Condecoraciones, agasajos, responsabilidades no han logrado que la fama se le suba a la cabeza: «Como Martí y Fidel, pienso que toda la gloria del mundo cabe en un grano de maíz. Yo viajé, pero miles de cubanos y soviéticos trabajaron duro para hacer posible ese viaje. No olvido eso, como tampoco al Tamayo de los primeros 16 años, limpiabotas y aprendiz de carpintero».

Y como para no dejar dudas de su buena memoria, me cuenta que en estas vacaciones todos los arreglos de carpintería en el hogar los hizo él. Ilusión, ternura, orgullo asoman a su mirada al hablar de la familia, de sus cinco hijos (tres nacidos después del vuelo) y de sus cuatro nietos.

«Dicen que el ser humano no está completo mientras no tenga un hijo, plante un árbol y escriba un libro. Sobrecumplí las primeras y solo me falta esa última. Es algo que tengo en mente, porque están los documentos, pero hay vivencias, recuerdos que narrar».

—¿Es un deseo?

—Más bien un propósito y hasta un reto personal. Pero mi gran deseo es volar. Por el entrenamiento que recibí, estaba incluso preparado para un viaje más prolongado. Ya estoy algo «viejito», pero ese anhelo de volver, de volar, queda siempre, y no creas, a menudo sueño con el cosmos y el aire, e igual despierto hago mi vuelo mental a cada rato.

«Está, además, el ansia de preservar y salvar nuestro pequeño, contaminado y agredido planeta. Tuve el privilegio de visitar el espacio y observar la Tierra, y estoy convencido de que cuanto hagamos será siempre poco. Tenemos que luchar. Perecer o contemplar ruinas y desolación jamás será una opción.

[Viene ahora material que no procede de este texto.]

//! Horizon-occlusion point computation.
//!
//! See <https://cesium.com/blog/2013/05/09/computing-the-horizon-occlusion-point/>.

use crate::ellipsoid::Ellipsoid;

fn dot(a: [f64; 3], b: [f64; 3]) -> f64 {
    a[0] * b[0] + a[1] * b[1] + a[2] * b[2]
}

fn cross(a: [f64; 3], b: [f64; 3]) -> [f64; 3] {
    [
        a[1] * b[2] - a[2] * b[1],
        a[2] * b[0] - a[0] * b[2],
        a[0] * b[1] - a[1] * b[0],
    ]
}

fn norm(v: [f64; 3]) -> f64 {
    dot(v, v).sqrt()
}

fn scale_down(p: [f64; 3], s: [f64; 3]) -> [f64; 3] {
    [p[0] / s[0], p[1] / s[1], p[2] / s[2]]
}

fn scale_up(p: [f64; 3], s: [f64; 3]) -> [f64; 3] {
    [p[0] * s[0], p[1] * s[1], p[2] * s[2]]
}

/// Per-point magnitude `M` such that scaling the unit direction toward `p` by
/// `M` places it exactly on the horizon plane through `d`.
fn magnitude(p: [f64; 3], d: [f64; 3]) -> f64 {
    let m2 = dot(p, p);
    let m = m2.sqrt();
    let u = [p[0] / m, p[1] / m, p[2] / m];

    let m2 = m2.max(1.0);
    let m = m.max(1.0);

    let cos_alpha = dot(u, d);
    let sin_alpha = norm(cross(u, d));
    let cos_beta = 1.0 / m;
    let sin_beta = (m2 - 1.0).sqrt() * cos_beta;

    1.0 / (cos_alpha * cos_beta - sin_alpha * sin_beta)
}

/// Computes the horizon occlusion point in ECEF, given the ECEF mesh points,
/// the bounding-sphere center (ECEF), and the ellipsoid.
///
/// Operates on an owned copy of `points`; the caller's slice is never
/// mutated.
pub fn occlusion_point(points: &[[f64; 3]], bounding_center: [f64; 3], ellipsoid: &Ellipsoid) -> [f64; 3] {
    let scale = [ellipsoid.a, ellipsoid.a, ellipsoid.b];

    let scaled_center = scale_down(bounding_center, scale);
    let center_norm = norm(scaled_center);
    let d = [
        scaled_center[0] / center_norm,
        scaled_center[1] / center_norm,
        scaled_center[2] / center_norm,
    ];

    let max_magnitude = points
        .iter()
        .map(|&p| magnitude(scale_down(p, scale), d))
        .fold(f64::NEG_INFINITY, f64::max);

    scale_up([d[0] * max_magnitude, d[1] * max_magnitude, d[2] * max_magnitude], scale)
}
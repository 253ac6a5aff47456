//! Geodetic (lon, lat, height) to ECEF Cartesian projection.

use crate::ellipsoid::Ellipsoid;

/// Converts a single (longitude deg, latitude deg, height m) triple to ECEF
/// meters on the given ellipsoid. No geoid correction is applied.
#[inline]
pub fn geodetic_to_ecef(lon_deg: f64, lat_deg: f64, height_m: f64, ellipsoid: &Ellipsoid) -> [f64; 3] {
    let lambda = lon_deg.to_radians();
    let phi = lat_deg.to_radians();

    let (sin_phi, cos_phi) = phi.sin_cos();
    let (sin_lambda, cos_lambda) = lambda.sin_cos();

    let e2 = ellipsoid.e2();
    let n = ellipsoid.a / (1.0 - e2 * sin_phi * sin_phi).sqrt();

    let x = (n + height_m) * cos_phi * cos_lambda;
    let y = (n + height_m) * cos_phi * sin_lambda;
    let z = (n * (1.0 - e2) + height_m) * sin_phi;

    [x, y, z]
}

/// Projects a flat `[lon, lat, h, lon, lat, h, ...]` buffer into a flat ECEF
/// buffer `[x, y, z, x, y, z, ...]` of the same length.
pub fn project_all(positions: &[f64], ellipsoid: &Ellipsoid) -> Vec<f64> {
    let mut out = Vec::with_capacity(positions.len());

    for triple in positions.chunks_exact(3) {
        let [x, y, z] = geodetic_to_ecef(triple[0], triple[1], triple[2], ellipsoid);
        out.push(x);
        out.push(y);
        out.push(z);
    }

    out
}
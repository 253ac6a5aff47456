use anyhow::{Context, Result};
use clap::{Parser, ValueEnum};
use qme::{EncodeOptions, Ellipsoid, Extension, Metadata, SphereMethod};
use rayon::prelude::*;
use std::{
    fs::{self, File},
    io::{BufRead, BufReader, BufWriter},
    path::{Path, PathBuf},
};
use tracing::{info, warn};
use walkdir::WalkDir;

#[derive(Clone, Copy, Debug, ValueEnum)]
enum SphereMethodArg {
    BoundingBox,
    Naive,
    Ritter,
    Auto,
}

impl From<SphereMethodArg> for SphereMethod {
    fn from(v: SphereMethodArg) -> Self {
        match v {
            SphereMethodArg::BoundingBox => SphereMethod::BoundingBox,
            SphereMethodArg::Naive => SphereMethod::Naive,
            SphereMethodArg::Ritter => SphereMethod::Ritter,
            SphereMethodArg::Auto => SphereMethod::Auto,
        }
    }
}

/// Reads Wavefront OBJ terrain meshes (vertices in lon/lat/height degrees)
/// and writes Quantized Mesh `.terrain` tiles.
#[derive(Parser, Debug)]
#[command(name = "qme-cli", version)]
struct Args {
    /// Directory of `.obj` files to convert.
    #[arg(long, default_value = "tiles")]
    input_dir: String,

    /// Directory `.terrain` files are written into.
    #[arg(long, default_value = "tiles_out")]
    output_dir: String,

    /// Overwrite existing output files.
    #[arg(long, default_value_t = false)]
    overwrite: bool,

    /// Bounding-sphere strategy.
    #[arg(long, value_enum, default_value_t = SphereMethodArg::Auto)]
    sphere_method: SphereMethodArg,

    /// Semi-major axis in meters. Defaults to WGS84.
    #[arg(long)]
    ellipsoid_a: Option<f64>,

    /// Semi-minor axis in meters. Defaults to WGS84.
    #[arg(long)]
    ellipsoid_b: Option<f64>,

    /// Attach the vertex normals extension.
    #[arg(long, default_value_t = false)]
    normals: bool,

    /// Optional path to a minified-on-write JSON file attached as the
    /// metadata extension.
    #[arg(long)]
    metadata_json: Option<String>,
}

/// Parses `v x y z` and `f a b c` (optionally `a/b/c`-style vertex/texture/
/// normal indices, taking only the vertex index) records out of an OBJ file.
/// Vertex triples are interpreted as `(longitude deg, latitude deg, height m)`.
fn parse_obj<R: std::io::Read>(reader: R) -> Result<(Vec<f64>, Vec<u32>)> {
    let mut positions = Vec::new();
    let mut indices = Vec::new();

    for line_result in BufReader::new(reader).lines() {
        let line = line_result?;
        let trimmed = line.trim();

        if let Some(rest) = trimmed.strip_prefix("v ") {
            let mut parts = rest.split_whitespace();
            let lon: f64 = parts.next().context("missing longitude")?.parse()?;
            let lat: f64 = parts.next().context("missing latitude")?.parse()?;
            let h: f64 = parts.next().context("missing height")?.parse()?;
            positions.push(lon);
            positions.push(lat);
            positions.push(h);
        } else if let Some(rest) = trimmed.strip_prefix("f ") {
            let face_indices: Vec<u32> = rest
                .split_whitespace()
                .map(|token| {
                    let vertex_part = token.split('/').next().unwrap_or(token);
                    vertex_part
                        .parse::<i64>()
                        .map(|one_based| (one_based - 1) as u32)
                })
                .collect::<std::result::Result<_, _>>()?;

            // Fan-triangulate faces with more than 3 vertices.
            for window in 1..face_indices.len().saturating_sub(1) {
                indices.push(face_indices[0]);
                indices.push(face_indices[window]);
                indices.push(face_indices[window + 1]);
            }
        }
    }

    Ok((positions, indices))
}

fn convert_one(path: &Path, output_path: &Path, args: &Args) -> Result<()> {
    let file = File::open(path).with_context(|| format!("opening {}", path.display()))?;
    let (positions, indices) = parse_obj(file)?;

    if positions.is_empty() {
        warn!(path = %path.display(), "no vertices found, skipping");
        return Ok(());
    }

    let ellipsoid = match (args.ellipsoid_a, args.ellipsoid_b) {
        (Some(a), Some(b)) => Ellipsoid::new(a, b),
        _ => Ellipsoid::WGS84,
    };

    let mut builder = EncodeOptions::builder()
        .sphere_method(args.sphere_method.into())
        .ellipsoid(ellipsoid);

    if args.normals {
        builder = builder.extension(Extension::VertexNormals);
    }

    if let Some(metadata_path) = &args.metadata_json {
        let contents = fs::read_to_string(metadata_path)
            .with_context(|| format!("reading {}", metadata_path))?;
        let value: serde_json::Value = serde_json::from_str(&contents)?;
        builder = builder.extension(Extension::Metadata(Metadata::Json(value)));
    }

    let options = builder.build();

    let out_file = File::create(output_path)
        .with_context(|| format!("creating {}", output_path.display()))?;
    let mut writer = BufWriter::new(out_file);

    let stats = qme::encode(&mut writer, &positions, &indices, &options)
        .map_err(|e| anyhow::anyhow!("{e}"))
        .with_context(|| format!("encoding {}", path.display()))?;

    info!(
        path = %path.display(),
        vertices = positions.len() / 3,
        triangles = indices.len() / 3,
        bytes = stats.total(),
        "wrote terrain tile"
    );

    Ok(())
}

fn main() -> Result<()> {
    tracing_subscriber::fmt()
        .with_env_filter(tracing_subscriber::EnvFilter::from_default_env())
        .init();

    let args = Args::parse();
    fs::create_dir_all(&args.output_dir)?;

    let obj_paths: Vec<PathBuf> = WalkDir::new(&args.input_dir)
        .follow_links(true)
        .into_iter()
        .filter_map(Result::ok)
        .filter(|entry| entry.file_type().is_file())
        .map(|entry| entry.into_path())
        .filter(|path| {
            path.extension()
                .and_then(|s| s.to_str())
                .map(|s| s.eq_ignore_ascii_case("obj"))
                .unwrap_or(false)
        })
        .collect();

    obj_paths.par_iter().for_each(|path| {
        let stem = path.file_stem().and_then(|s| s.to_str()).unwrap_or("tile");
        let output_path = PathBuf::from(&args.output_dir).join(format!("{stem}.terrain"));

        if !args.overwrite && output_path.exists() {
            return;
        }

        if let Err(err) = convert_one(path, &output_path, &args) {
            warn!(path = %path.display(), error = %err, "conversion failed");
        }
    });

    Ok(())
}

«Fui el cosmonauta número 97; al cabo de 30 años suman poco más de 600 las personas que han viajado, incluso como turistas. Es una cifra insignificante, en comparación con los más de 6 000 millones de habitantes del planeta. ¿Mudarnos a otro? Está por ver, entre otras cosas porque todo “allá afuera” resulta fascinante, pero sumamente hostil para la vida humana. Por eso lo primero es cuidar el que tenemos y emplear los recursos aquí, ahora y para bien de la humanidad toda».